Councilman was accused of backing up client messages in order to get an unfair advantage in pricing and violating the federal wiretap statute. The accused claimed he never read the messages, Was storing them a crime?

The appeals court went back and forth and finally under intense pressure reversed the district court judge's dismissal. We have come from the Anzalone case where the tribunal refused to see a crime where one wasn't to what is now the opposite. The judiciary increasingly is all too willing to cooperate almost as part of the prosecution.

Silverglate notes the result of this is many ruined lives and shattered civil relationships when things that should not be crimes are so interpreted. This is not to say there are not real criminals in the world doing evil, but the prosecutors need not seek to find everything a crime.
Can anything be done?

Alan Dershowitz, in his foreword, suggested that the attorney general should not be the appointee of the president and thus not political. The author does not think that would do much and it is hard to disagree.

Attorney Silverglate seems to suggest everybody behave better and who would not want that? Defenders should see themselves in this climate as civil liberties lawyers and the press should be far more skeptical. Good ideas but hardly enough.

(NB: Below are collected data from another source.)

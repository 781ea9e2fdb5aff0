//! Samples and the sources that hand them to the aggregator.

use image::RgbImage;
use segdiag_metric::ClassMap;

use crate::error::{SampleError, SampleResult};

/// One (image, ground truth) pair.
#[derive(Debug, Clone)]
pub struct Sample {
    /// Stable identity used in logs, skip lists and reports.
    pub id: String,
    /// Source image.
    pub image: RgbImage,
    /// Ground-truth class map with the same size as `image`.
    pub ground_truth: ClassMap,
}

impl Sample {
    /// Pairs an image with its ground truth, checking that their sizes agree.
    pub fn new(
        id: impl Into<String>,
        image: RgbImage,
        ground_truth: ClassMap,
    ) -> SampleResult<Self> {
        let (image_width, image_height) = image.dimensions();
        let (image_height, image_width) = (image_height as usize, image_width as usize);
        let (mask_height, mask_width) = ground_truth.dims();
        if (image_height, image_width) != (mask_height, mask_width) {
            return Err(SampleError::DimensionMismatch {
                image_height,
                image_width,
                mask_height,
                mask_width,
            });
        }
        Ok(Self {
            id: id.into(),
            image,
            ground_truth,
        })
    }
}

/// A finite, ordered, random-access dataset.
///
/// `load` may be called from several worker threads at once.
pub trait SampleSource: Sync {
    fn len(&self) -> usize;

    fn is_empty(&self) -> bool {
        self.len() == 0
    }

    /// Identity of the sample at `index`, available even if loading it fails.
    fn sample_id(&self, index: usize) -> String;

    fn load(&self, index: usize) -> SampleResult<Sample>;
}

/// Samples already held in memory.
#[derive(Debug, Clone, Default)]
pub struct InMemorySource {
    samples: Vec<Sample>,
}

impl InMemorySource {
    pub fn new(samples: Vec<Sample>) -> Self {
        Self { samples }
    }
}

impl SampleSource for InMemorySource {
    fn len(&self) -> usize {
        self.samples.len()
    }

    fn sample_id(&self, index: usize) -> String {
        self.samples
            .get(index)
            .map_or_else(|| format!("#{index}"), |sample| sample.id.clone())
    }

    fn load(&self, index: usize) -> SampleResult<Sample> {
        self.samples
            .get(index)
            .cloned()
            .ok_or(SampleError::NotFound { index })
    }
}

impl FromIterator<Sample> for InMemorySource {
    fn from_iter<T: IntoIterator<Item = Sample>>(iter: T) -> Self {
        Self::new(iter.into_iter().collect())
    }
}
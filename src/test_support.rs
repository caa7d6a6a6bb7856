//! Deterministic stand-ins for the injected collaborators.

use std::sync::atomic::{AtomicUsize, Ordering};
use std::sync::{Arc, Mutex};

use async_trait::async_trait;
use axum::http::HeaderValue;
use time::{Duration, OffsetDateTime};

use crate::authenticator::{Authenticator, BearerTokenAuthenticator};
use crate::clock::Clock;
use crate::crypto::{HmacSigner, Signer};
use crate::error::BoxError;
use crate::fingerprint::FingerprintGenerator;
use crate::http::AuthRequest;
use crate::id::IdGenerator;
use crate::repository::AuthenticatorRepository;
use crate::types::{AuthenticatorId, LoginInfo};

pub(crate) const FINGERPRINT_HEADER: &str = "x-test-fingerprint";

const EPOCH_SECS: i64 = 1_700_000_000;

/// `T0 + secs`, on a whole second.
pub(crate) fn at(secs: i64) -> OffsetDateTime {
    OffsetDateTime::from_unix_timestamp(EPOCH_SECS).unwrap() + Duration::seconds(secs)
}

pub(crate) fn login() -> LoginInfo {
    LoginInfo::new("credentials", "alice@example.com")
}

pub(crate) fn test_signer() -> Arc<dyn Signer> {
    Arc::new(HmacSigner::new(b"0123456789abcdef0123456789abcdef").unwrap())
}

/// Request whose fingerprint (under [`HeaderFingerprintGenerator`]) is
/// `fingerprint`.
pub(crate) fn request_from(fingerprint: &str) -> AuthRequest {
    AuthRequest::default()
        .with_header_value(FINGERPRINT_HEADER, HeaderValue::from_str(fingerprint).unwrap())
}

/// Bearer authenticator issued at `T0`, expiring an hour later.
pub(crate) fn bearer_authenticator(id: &str) -> BearerTokenAuthenticator {
    BearerTokenAuthenticator {
        id: id.into(),
        login_info: login(),
        last_used_at: at(0),
        expires_at: at(3600),
        idle_timeout: None,
    }
}

#[derive(Debug)]
pub(crate) struct MockClock(Mutex<OffsetDateTime>);

impl MockClock {
    pub(crate) fn new(now: OffsetDateTime) -> Self {
        Self(Mutex::new(now))
    }

    pub(crate) fn set(&self, now: OffsetDateTime) {
        *self.0.lock().unwrap() = now;
    }
}

impl Clock for MockClock {
    fn now(&self) -> OffsetDateTime {
        *self.0.lock().unwrap()
    }
}

/// Uses the raw value of [`FINGERPRINT_HEADER`] as the fingerprint.
#[derive(Debug, Clone, Copy)]
pub(crate) struct HeaderFingerprintGenerator;

impl FingerprintGenerator for HeaderFingerprintGenerator {
    fn generate(&self, request: &AuthRequest) -> String {
        request.header(FINGERPRINT_HEADER).unwrap_or_default().to_owned()
    }
}

/// `id-1`, `id-2`, ...
#[derive(Debug, Default)]
pub(crate) struct SequenceIdGenerator(AtomicUsize);

impl IdGenerator for SequenceIdGenerator {
    fn generate(&self) -> Result<String, BoxError> {
        Ok(format!("id-{}", self.0.fetch_add(1, Ordering::SeqCst) + 1))
    }
}

#[derive(Debug, Clone, Copy)]
pub(crate) struct FailingIdGenerator;

impl IdGenerator for FailingIdGenerator {
    fn generate(&self) -> Result<String, BoxError> {
        Err("entropy source unavailable".into())
    }
}

#[derive(Debug, Clone, Copy)]
pub(crate) struct FailingRepository;

#[async_trait]
impl<A: Authenticator> AuthenticatorRepository<A> for FailingRepository {
    async fn find(&self, _id: &AuthenticatorId) -> Result<Option<A>, BoxError> {
        Err("store unreachable".into())
    }

    async fn add(&self, _authenticator: A) -> Result<A, BoxError> {
        Err("store unreachable".into())
    }

    async fn update(&self, _authenticator: A) -> Result<A, BoxError> {
        Err("store unreachable".into())
    }

    async fn remove(&self, _id: &AuthenticatorId) -> Result<(), BoxError> {
        Err("store unreachable".into())
    }
}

The author notes that there are many vague laws that can be stretched to catch the citizen for crimes he was unaware of. Maybe we need to reduce the number of statutes and their size. As Cicero noted, “A corrupt state has many laws.” One should expect a long wait for that.

Silverglate has laid out a compelling case concerning prosecutorial overreach. Do we, out here in the exurbs, have to worry about three indictments du jour? Probably not for most of us if only because we are too low for the radar. That hardly means it is not a problem. It could happen even if it doesn't.

You might say, at least no one gets killed. Well, not exactly.

Last year Harvey Silverglate would be a featured speaker at a rally in memory of Aaron Swartz. Swartz had been involved in what could be called a case of electronic trespass and theft. The state had seemed to come to the conclusion that it had been much ado about not too much and were ending their involvement. At this point, Carmen Ortiz, US Attorney for Massachusetts grabbed it. According to Silverglate, "Tragedy intervened when Ortiz’s office took over the case to 'send a message'."

The squeeze on Swartz did send a message and Swartz, an internet freedom activist, would commit suicide.

That message was not just for Aaron.